> TASK INPUTS
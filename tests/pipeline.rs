//! End-to-end tests for the grading path that needs no external services:
//! gateway (synthetic/mock providers) through normalization into the
//! canonical result schema.

use std::sync::Arc;
use std::time::Duration;

use async_trait::async_trait;
use serde_json::json;

use redink::error::ProviderError;
use redink::gateway::{
    CorrectionRequest, GradingProvider, ProviderGateway, RawProviderResponse,
};
use redink::normalize::{normalize, AliasTable};
use redink::GatewayConfig;

fn request(text: &str) -> CorrectionRequest {
    CorrectionRequest {
        text: text.to_string(),
        title: "我的一天".to_string(),
        grade: "junior".to_string(),
    }
}

/// Provider replaying a canned DeepSeek-style payload with Chinese keys.
struct CannedDeepseek;

#[async_trait]
impl GradingProvider for CannedDeepseek {
    fn id(&self) -> &str {
        "deepseek"
    }

    async fn correct(
        &self,
        _request: &CorrectionRequest,
    ) -> Result<RawProviderResponse, ProviderError> {
        Ok(RawProviderResponse {
            provider: "deepseek".to_string(),
            model_version: "deepseek-chat".to_string(),
            payload: json!({
                "总分": "42分",
                "内容分": 12,
                "语言分": 10.5,
                "总评": "结构完整，语言流畅。",
                "改进建议": ["注意错别字", "多用修辞"],
                "病句修改": [
                    { "原句": "我非常很高兴", "修改": "我非常高兴", "说明": "重复修饰" }
                ],
            }),
            latency_ms: 850,
            synthetic: false,
        })
    }
}

#[tokio::test]
async fn test_deepseek_payload_normalizes_end_to_end() {
    let config = GatewayConfig {
        call_timeout: Duration::from_secs(1),
        max_retries: 1,
        ..Default::default()
    };
    let gateway = ProviderGateway::new(Arc::new(CannedDeepseek), &config);

    let raw = gateway.correct(&request("这是一篇作文")).await.expect("grading");
    let table = AliasTable::for_provider(&raw.provider);
    let result = normalize(&raw, &table).expect("normalization");

    // "42分" coerces to a number; dimensions arrive under Chinese aliases.
    assert_eq!(result.scores.total, 42.0);
    assert_eq!(result.scores.content, Some(12.0));
    assert_eq!(result.scores.language, Some(10.5));
    assert_eq!(result.analyses.overall_comment, "结构完整，语言流畅。");
    assert_eq!(result.analyses.improvement_suggestions.len(), 2);
    assert_eq!(result.analyses.error_corrections[0].corrected, "我非常高兴");

    assert_eq!(result.metadata.provider, "deepseek");
    assert_eq!(result.metadata.model_version, "deepseek-chat");
    assert!(!result.metadata.synthetic);
}

#[tokio::test]
async fn test_degraded_mode_tags_synthetic_end_to_end() {
    // No api_key: the gateway must fall back to the synthetic provider and
    // the flag must survive into the canonical metadata.
    let config = GatewayConfig {
        api_key: None,
        call_timeout: Duration::from_secs(1),
        max_retries: 1,
        ..Default::default()
    };
    let gateway = ProviderGateway::from_config(&config);
    assert_eq!(gateway.provider_id(), "synthetic");

    let raw = gateway.correct(&request("春天来了，花开了。")).await.expect("grading");
    assert!(raw.synthetic);

    let table = AliasTable::for_provider(&raw.provider);
    let result = normalize(&raw, &table).expect("normalization");

    assert!(result.metadata.synthetic);
    assert_eq!(result.metadata.provider, "synthetic");
    assert!(result.scores.total >= 30.0);
    assert!(result.scores.total <= 45.0);
}

#[tokio::test]
async fn test_normalization_is_idempotent_over_gateway_output() {
    let config = GatewayConfig {
        call_timeout: Duration::from_secs(1),
        max_retries: 1,
        ..Default::default()
    };
    let gateway = ProviderGateway::new(Arc::new(CannedDeepseek), &config);

    let raw = gateway.correct(&request("作文")).await.expect("grading");
    let table = AliasTable::for_provider(&raw.provider);

    let first = normalize(&raw, &table).expect("first pass");
    let second = normalize(&raw, &table).expect("second pass");
    assert_eq!(first, second);
}

/// Provider whose payload carries nothing the alias table can use.
struct GarbageProvider;

#[async_trait]
impl GradingProvider for GarbageProvider {
    fn id(&self) -> &str {
        "deepseek"
    }

    async fn correct(
        &self,
        _request: &CorrectionRequest,
    ) -> Result<RawProviderResponse, ProviderError> {
        Ok(RawProviderResponse {
            provider: "deepseek".to_string(),
            model_version: "deepseek-chat".to_string(),
            payload: json!({ "essay_feedback": "looks fine", "quality": "high" }),
            latency_ms: 10,
            synthetic: false,
        })
    }
}

#[tokio::test]
async fn test_unusable_payload_is_rejected_not_defaulted() {
    let config = GatewayConfig {
        call_timeout: Duration::from_secs(1),
        max_retries: 1,
        ..Default::default()
    };
    let gateway = ProviderGateway::new(Arc::new(GarbageProvider), &config);

    let raw = gateway.correct(&request("作文")).await.expect("call succeeds");
    let table = AliasTable::for_provider(&raw.provider);

    // A payload without a recognizable total must fail normalization rather
    // than produce a zero-score result.
    let err = normalize(&raw, &table).unwrap_err();
    assert!(err.to_string().contains("scores.total"));
}
//! Per-provider alias tables.
//!
//! An alias table maps canonical field names to an ordered list of candidate
//! raw-field names. The normalizer tries candidates in declared order and
//! takes the first present, non-null value. Adding a provider means adding a
//! table here (or loading one from JSON config) — worker logic never changes.

use serde_json::Value;

use crate::error::NormalizeError;

/// Canonical field names understood by the normalizer.
pub mod field {
    pub const TOTAL: &str = "scores.total";
    pub const CONTENT: &str = "scores.content";
    pub const LANGUAGE: &str = "scores.language";
    pub const STRUCTURE: &str = "scores.structure";
    pub const WRITING: &str = "scores.writing";
    pub const OVERALL_COMMENT: &str = "analyses.overall_comment";
    pub const CONTENT_COMMENT: &str = "analyses.dimension_comments.content";
    pub const LANGUAGE_COMMENT: &str = "analyses.dimension_comments.language";
    pub const STRUCTURE_COMMENT: &str = "analyses.dimension_comments.structure";
    pub const WRITING_COMMENT: &str = "analyses.dimension_comments.writing";
    pub const SUGGESTIONS: &str = "analyses.improvement_suggestions";
    pub const ERROR_CORRECTIONS: &str = "analyses.error_corrections";
}

/// Ordered alias table for one provider.
#[derive(Debug, Clone)]
pub struct AliasTable {
    provider: String,
    fields: Vec<(String, Vec<String>)>,
}

impl AliasTable {
    /// Creates an empty table for a provider.
    pub fn new(provider: impl Into<String>) -> Self {
        Self {
            provider: provider.into(),
            fields: Vec::new(),
        }
    }

    /// Declares the candidate raw-field names for a canonical field.
    /// Candidates are tried in the given order.
    pub fn alias(mut self, canonical: &str, candidates: &[&str]) -> Self {
        self.fields.push((
            canonical.to_string(),
            candidates.iter().map(|s| s.to_string()).collect(),
        ));
        self
    }

    /// Returns the candidate list for a canonical field, empty if undeclared.
    pub fn candidates(&self, canonical: &str) -> &[String] {
        self.fields
            .iter()
            .find(|(name, _)| name == canonical)
            .map(|(_, candidates)| candidates.as_slice())
            .unwrap_or(&[])
    }

    /// Returns the provider this table belongs to.
    pub fn provider(&self) -> &str {
        &self.provider
    }

    /// Loads a table from a JSON object of the form
    /// `{ "scores.total": ["总分", "score"], ... }`.
    pub fn from_json(provider: impl Into<String>, value: &Value) -> Result<Self, NormalizeError> {
        let provider = provider.into();
        let obj = value
            .as_object()
            .ok_or_else(|| NormalizeError::InvalidAliasTable {
                provider: provider.clone(),
                message: "alias table must be a JSON object".to_string(),
            })?;

        let mut table = AliasTable::new(provider.clone());
        for (canonical, candidates) in obj {
            let list = candidates
                .as_array()
                .ok_or_else(|| NormalizeError::InvalidAliasTable {
                    provider: provider.clone(),
                    message: format!("candidates for '{}' must be an array", canonical),
                })?;

            let mut names = Vec::with_capacity(list.len());
            for entry in list {
                match entry.as_str() {
                    Some(s) if !s.is_empty() => names.push(s.to_string()),
                    _ => {
                        return Err(NormalizeError::InvalidAliasTable {
                            provider: provider.clone(),
                            message: format!(
                                "candidates for '{}' must be non-empty strings",
                                canonical
                            ),
                        })
                    }
                }
            }
            table.fields.push((canonical.clone(), names));
        }

        Ok(table)
    }

    /// Returns the built-in table for a provider, falling back to the
    /// English-keyed table for providers without a dedicated one.
    pub fn for_provider(provider: &str) -> Self {
        match provider {
            "deepseek" => deepseek_table(),
            "openai" | "synthetic" => english_table(provider),
            other => english_table(other),
        }
    }
}

/// Table for DeepSeek-style responses with Chinese field names.
fn deepseek_table() -> AliasTable {
    AliasTable::new("deepseek")
        .alias(field::TOTAL, &["总分", "总评分", "total_score", "score"])
        .alias(field::CONTENT, &["内容分", "内容得分", "content_score"])
        .alias(field::LANGUAGE, &["语言分", "语言得分", "language_score"])
        .alias(field::STRUCTURE, &["结构分", "结构得分", "structure_score"])
        .alias(
            field::WRITING,
            &["书写分", "卷面分", "书写得分", "writing_score"],
        )
        .alias(
            field::OVERALL_COMMENT,
            &["总评", "总体评价", "overall_comment"],
        )
        .alias(field::CONTENT_COMMENT, &["内容点评", "内容评价"])
        .alias(field::LANGUAGE_COMMENT, &["语言点评", "语言评价"])
        .alias(field::STRUCTURE_COMMENT, &["结构点评", "结构评价"])
        .alias(field::WRITING_COMMENT, &["书写点评", "卷面点评"])
        .alias(
            field::SUGGESTIONS,
            &["改进建议", "提升建议", "建议", "suggestions"],
        )
        .alias(
            field::ERROR_CORRECTIONS,
            &["病句修改", "错误修改", "corrections"],
        )
}

/// Table for English-keyed responses (OpenAI-style and synthetic backends).
fn english_table(provider: &str) -> AliasTable {
    AliasTable::new(provider)
        .alias(field::TOTAL, &["total_score", "total", "overall_score", "score"])
        .alias(field::CONTENT, &["content_score"])
        .alias(field::LANGUAGE, &["language_score"])
        .alias(field::STRUCTURE, &["structure_score", "organization_score"])
        .alias(field::WRITING, &["writing_score", "mechanics_score"])
        .alias(
            field::OVERALL_COMMENT,
            &["overall_comment", "summary", "general_feedback"],
        )
        .alias(field::CONTENT_COMMENT, &["content_comment", "content_feedback"])
        .alias(
            field::LANGUAGE_COMMENT,
            &["language_comment", "language_feedback"],
        )
        .alias(
            field::STRUCTURE_COMMENT,
            &["structure_comment", "structure_feedback"],
        )
        .alias(field::WRITING_COMMENT, &["writing_comment", "writing_feedback"])
        .alias(
            field::SUGGESTIONS,
            &["improvement_suggestions", "suggestions"],
        )
        .alias(field::ERROR_CORRECTIONS, &["error_corrections", "corrections"])
}

#[cfg(test)]
mod tests {
    use super::*;
    use serde_json::json;

    #[test]
    fn test_candidates_preserve_declared_order() {
        let table = AliasTable::for_provider("deepseek");
        let candidates = table.candidates(field::TOTAL);

        assert_eq!(candidates[0], "总分");
        assert!(candidates.contains(&"score".to_string()));
    }

    #[test]
    fn test_undeclared_field_has_no_candidates() {
        let table = AliasTable::new("empty");
        assert!(table.candidates(field::TOTAL).is_empty());
    }

    #[test]
    fn test_unknown_provider_falls_back_to_english() {
        let table = AliasTable::for_provider("some-new-vendor");
        assert_eq!(table.provider(), "some-new-vendor");
        assert_eq!(table.candidates(field::TOTAL)[0], "total_score");
    }

    #[test]
    fn test_from_json() {
        let source = json!({
            "scores.total": ["评分", "score"],
            "analyses.overall_comment": ["点评"]
        });
        let table = AliasTable::from_json("custom", &source).expect("valid table");

        assert_eq!(table.candidates(field::TOTAL), &["评分", "score"]);
        assert_eq!(table.candidates(field::OVERALL_COMMENT), &["点评"]);
    }

    #[test]
    fn test_from_json_rejects_non_object() {
        let err = AliasTable::from_json("custom", &json!([1, 2])).unwrap_err();
        assert!(err.to_string().contains("custom"));
    }

    #[test]
    fn test_from_json_rejects_non_string_candidates() {
        let source = json!({ "scores.total": [42] });
        assert!(AliasTable::from_json("custom", &source).is_err());
    }
}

> BRIEF
Note how many lines of the records contain the string "message", and give that number with nothing added.

> WORKED SOLUTION
3